◆ Recorded data ◆
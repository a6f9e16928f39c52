use crate::db::{bad_column, from_ms, json_from_col, opt_from_ms, to_ms, Db};
use atelier_core::{AtelierError, AtelierResult, Job, JobStatus, NewJob};
use chrono::Utc;
use rusqlite::{params, OptionalExtension, Row};

const JOB_COLUMNS: &str = "id, job_type, priority, payload, status, attempts, max_attempts, \
     assigned_agent, scheduled_at, result, error, parent_job_id, created_at, updated_at";

fn map_job(row: &Row<'_>) -> rusqlite::Result<Job> {
    let status_raw: String = row.get(4)?;
    Ok(Job {
        id: row.get(0)?,
        job_type: row.get(1)?,
        priority: row.get(2)?,
        payload: json_from_col(row.get(3)?),
        status: JobStatus::parse(&status_raw)
            .ok_or_else(|| bad_column("status", &status_raw))?,
        attempts: row.get::<_, i64>(5)? as u32,
        max_attempts: row.get::<_, i64>(6)? as u32,
        assigned_agent: row.get(7)?,
        scheduled_at: from_ms(row.get(8)?),
        result: row.get::<_, Option<String>>(9)?.map(|s| json_from_col(Some(s))),
        error: row.get(10)?,
        parent_job_id: row.get(11)?,
        created_at: from_ms(row.get(12)?),
        updated_at: from_ms(row.get(13)?),
    })
}

/// Aggregate throughput view over one agent's metric rows.
#[derive(Debug, Clone, Default)]
pub struct AgentSummary {
    /// Agent the summary describes.
    pub agent_name: String,
    /// Completed tasks across all periods.
    pub tasks_completed: u64,
    /// Failed tasks across all periods.
    pub tasks_failed: u64,
    /// Mean processing duration per completed task.
    pub avg_duration_ms: f64,
    /// Number of hour buckets with data.
    pub periods: u64,
}

impl Db {
    /// Insert a job as `pending` and return it.
    pub fn insert_job(&self, new: &NewJob) -> AtelierResult<Job> {
        let now = Utc::now();
        let now_ms = to_ms(now);
        let scheduled = to_ms(new.scheduled_at.unwrap_or(now));
        let id = self.with(|conn| {
            conn.execute(
                "INSERT INTO jobs (job_type, priority, payload, status, max_attempts, \
                 scheduled_at, parent_job_id, created_at, updated_at) \
                 VALUES (?1, ?2, ?3, 'pending', ?4, ?5, ?6, ?7, ?7)",
                params![
                    new.job_type,
                    new.priority,
                    new.payload.to_string(),
                    new.max_attempts,
                    scheduled,
                    new.parent_job_id,
                    now_ms,
                ],
            )?;
            Ok(conn.last_insert_rowid())
        })?;
        self.require_job(id)
    }

    /// Fetch a job by id.
    pub fn get_job(&self, id: i64) -> AtelierResult<Option<Job>> {
        self.with(|conn| {
            conn.query_row(
                &format!("SELECT {JOB_COLUMNS} FROM jobs WHERE id = ?1"),
                params![id],
                map_job,
            )
            .optional()
        })
    }

    /// Fetch a job that must exist.
    pub fn require_job(&self, id: i64) -> AtelierResult<Job> {
        self.get_job(id)?
            .ok_or_else(|| AtelierError::Store(format!("job {id} not found")))
    }

    /// Claim the best available pending job for `worker_id`.
    ///
    /// Candidates are ranked highest priority first, then earliest
    /// created, restricted to `types` when given and to jobs whose
    /// `scheduled_at` has passed. Each candidate is taken with a
    /// conditional update; a candidate that another claimer won in the
    /// meantime is skipped rather than awaited — the SKIP LOCKED
    /// equivalent for this store.
    pub fn claim_next_job(
        &self,
        worker_id: &str,
        types: Option<&[String]>,
    ) -> AtelierResult<Option<Job>> {
        let now = to_ms(Utc::now());
        let candidates: Vec<i64> = self.with(|conn| {
            match types {
                Some(types) if !types.is_empty() => {
                    let placeholders = types
                        .iter()
                        .map(|_| "?")
                        .collect::<Vec<_>>()
                        .join(", ");
                    let sql = format!(
                        "SELECT id FROM jobs WHERE status = 'pending' AND scheduled_at <= ?1 \
                         AND job_type IN ({placeholders}) \
                         ORDER BY priority DESC, created_at ASC, id ASC LIMIT 8"
                    );
                    let mut stmt = conn.prepare(&sql)?;
                    let mut bindings: Vec<&dyn rusqlite::ToSql> = vec![&now];
                    for t in types {
                        bindings.push(t);
                    }
                    let rows = stmt.query_map(bindings.as_slice(), |row| row.get(0))?;
                    rows.collect()
                }
                _ => {
                    let mut stmt = conn.prepare(
                        "SELECT id FROM jobs WHERE status = 'pending' AND scheduled_at <= ?1 \
                         ORDER BY priority DESC, created_at ASC, id ASC LIMIT 8",
                    )?;
                    let rows = stmt.query_map(params![now], |row| row.get(0))?;
                    rows.collect()
                }
            }
        })?;

        for id in candidates {
            let changed = self.with(|conn| {
                conn.execute(
                    "UPDATE jobs SET status = 'processing', assigned_agent = ?2, \
                     attempts = attempts + 1, updated_at = ?3 \
                     WHERE id = ?1 AND status = 'pending'",
                    params![id, worker_id, now],
                )
            })?;
            if changed == 1 {
                return self.get_job(id);
            }
            // Lost the race for this row; try the next candidate.
        }
        Ok(None)
    }

    /// Mark a job completed with its result.
    pub fn mark_job_completed(&self, id: i64, result: &serde_json::Value) -> AtelierResult<Job> {
        let now = to_ms(Utc::now());
        self.with(|conn| {
            conn.execute(
                "UPDATE jobs SET status = 'completed', result = ?2, error = NULL, updated_at = ?3 \
                 WHERE id = ?1",
                params![id, result.to_string(), now],
            )
        })?;
        self.require_job(id)
    }

    /// Mark a job failed with an error message.
    pub fn mark_job_failed(&self, id: i64, error: &str) -> AtelierResult<Job> {
        let now = to_ms(Utc::now());
        self.with(|conn| {
            conn.execute(
                "UPDATE jobs SET status = 'failed', error = ?2, updated_at = ?3 WHERE id = ?1",
                params![id, error, now],
            )
        })?;
        self.require_job(id)
    }

    /// Re-queue a job as pending. Attempt count and assignment history
    /// are preserved.
    pub fn requeue_job(&self, id: i64, error: Option<&str>) -> AtelierResult<Job> {
        let now = to_ms(Utc::now());
        self.with(|conn| {
            conn.execute(
                "UPDATE jobs SET status = 'pending', error = COALESCE(?2, error), updated_at = ?3 \
                 WHERE id = ?1",
                params![id, error, now],
            )
        })?;
        self.require_job(id)
    }

    /// Permanently dead-letter a job.
    pub fn dead_letter_job(&self, id: i64, error: &str) -> AtelierResult<Job> {
        let now = to_ms(Utc::now());
        self.with(|conn| {
            conn.execute(
                "UPDATE jobs SET status = 'dead_letter', error = ?2, updated_at = ?3 WHERE id = ?1",
                params![id, error, now],
            )
        })?;
        self.require_job(id)
    }

    /// Cancel a job that has not finished. Returns `false` when the job
    /// was already terminal.
    pub fn cancel_job(&self, id: i64) -> AtelierResult<bool> {
        let now = to_ms(Utc::now());
        let changed = self.with(|conn| {
            conn.execute(
                "UPDATE jobs SET status = 'cancelled', updated_at = ?2 \
                 WHERE id = ?1 AND status IN ('pending', 'processing', 'failed')",
                params![id, now],
            )
        })?;
        Ok(changed == 1)
    }

    /// Job counts per status.
    pub fn job_status_counts(&self) -> AtelierResult<Vec<(String, u64)>> {
        self.with(|conn| {
            let mut stmt = conn.prepare("SELECT status, count(*) FROM jobs GROUP BY status")?;
            let rows = stmt.query_map([], |row| {
                Ok((row.get::<_, String>(0)?, row.get::<_, i64>(1)? as u64))
            })?;
            rows.collect()
        })
    }

    /// Upsert one agent's metric row for an hour bucket.
    pub fn record_agent_metrics(
        &self,
        agent_name: &str,
        period: &str,
        completed_delta: u64,
        failed_delta: u64,
        duration_ms_delta: u64,
    ) -> AtelierResult<()> {
        self.with(|conn| {
            conn.execute(
                "INSERT INTO agent_metrics (agent_name, period, tasks_completed, tasks_failed, total_duration_ms) \
                 VALUES (?1, ?2, ?3, ?4, ?5) \
                 ON CONFLICT (agent_name, period) DO UPDATE SET \
                 tasks_completed = tasks_completed + excluded.tasks_completed, \
                 tasks_failed = tasks_failed + excluded.tasks_failed, \
                 total_duration_ms = total_duration_ms + excluded.total_duration_ms",
                params![
                    agent_name,
                    period,
                    completed_delta as i64,
                    failed_delta as i64,
                    duration_ms_delta as i64,
                ],
            )?;
            Ok(())
        })
    }

    /// Aggregate one agent's metric rows.
    pub fn agent_summary(&self, agent_name: &str) -> AtelierResult<AgentSummary> {
        self.with(|conn| {
            let row = conn
                .query_row(
                    "SELECT COALESCE(sum(tasks_completed), 0), COALESCE(sum(tasks_failed), 0), \
                     COALESCE(sum(total_duration_ms), 0), count(*) \
                     FROM agent_metrics WHERE agent_name = ?1",
                    params![agent_name],
                    |row| {
                        Ok((
                            row.get::<_, i64>(0)?,
                            row.get::<_, i64>(1)?,
                            row.get::<_, i64>(2)?,
                            row.get::<_, i64>(3)?,
                        ))
                    },
                )?;
            let (completed, failed, duration, periods) = row;
            let avg = if completed > 0 {
                duration as f64 / completed as f64
            } else {
                0.0
            };
            Ok(AgentSummary {
                agent_name: agent_name.to_string(),
                tasks_completed: completed as u64,
                tasks_failed: failed as u64,
                avg_duration_ms: avg,
                periods: periods as u64,
            })
        })
    }
}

◆ Directions for this task ◆
Say how many lines in the records hold the word "LIMIT", giving the number by itself.

◆ Answer space ◆
2